A subtle and resonant joke drives What Keeps You Alive: In the midst of trying to kill one another, Jackie (Hannah Emily Anderson) and Jules (Brittany Allen) habitually return to the site of their marriage’s dissolution, a cliff in the middle of the woods where Jackie grew up. This narrative recurrence is irritating, in the manner of a nightmare in which you run in circles trying to elude a pursuer, and poignantly suggestive of how relationships can hit a sticking point that’s impossible to circumvent. And so this cliff unexpectedly informs the film’s stalk-and-slash mechanics with metaphorical undertow.
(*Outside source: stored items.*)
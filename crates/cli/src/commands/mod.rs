//! Command handlers

pub mod items;
pub mod lines;
pub mod orders;
pub mod query;
pub mod users;

use crate::config::AppConfig;
use crate::db;
use anyhow::{Context, Result};
use std::io::{self, BufRead, Write};
use wms_editor::{Confirm, Deletion, LoginForm, Session};

/// Mở store và đăng nhập bằng credentials từ config
pub fn login(config: &AppConfig) -> Result<Session> {
    let mut session = Session::new(db::open(&config.db_path)?);
    let mut form = LoginForm::new(
        config.user.as_deref().unwrap_or_default(),
        config.password.as_deref().unwrap_or_default(),
    );

    if let Err(e) = session.login(&mut form) {
        println!("❌ {}", form.status().unwrap_or("Login failed"));
        return Err(e).context("Login required (use --user/--password or WMS_USER/WMS_PASSWORD)");
    }
    Ok(session)
}

/// Xác nhận delete: `--yes` đồng ý luôn, không thì hỏi trên stdin
pub struct CliConfirm {
    assume_yes: bool,
}

impl CliConfirm {
    pub fn new(assume_yes: bool) -> Self {
        Self { assume_yes }
    }
}

impl Confirm for CliConfirm {
    fn confirm(&mut self, title: &str, question: &str) -> bool {
        if self.assume_yes {
            return true;
        }

        print!("⚠️  {}: {} [y/N] ", title, question);
        if io::stdout().flush().is_err() {
            return false;
        }

        let mut answer = String::new();
        if io::stdin().lock().read_line(&mut answer).is_err() {
            return false;
        }
        is_yes(&answer)
    }
}

fn is_yes(answer: &str) -> bool {
    matches!(answer.trim().to_lowercase().as_str(), "y" | "yes")
}

/// In kết quả delete
pub fn report_deletion(entity: &str, key: &str, deletion: Deletion) {
    match deletion {
        Deletion::Deleted => println!("✅ Deleted {} {}", entity, key),
        Deletion::Declined => println!("↩️  Kept {} {}", entity, key),
    }
}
What Keeps You Alive appears to find writer-director Colin Minihan on the verge of outgrowing the self-conscious “cabin in the woods” tropes of films such as Extraterrestrial. Here, Minihan evinces some interest in the nuances of character relationships, and quite a bit of the film’s foreshadowing is elegantly misleading and retrospectively haunting. There’s a lingering shot of Jackie overlooking the pivotal cliff, before the rules of the film’s game have been established, that suggests she’s lost, perhaps under the sway of a demonic entity. And Jackie is lost in a sense, as she’s a psychopath incapable of human connection, and so the significance of the first image of the cliff changes as the film reveals her to be a killer rather than a victim.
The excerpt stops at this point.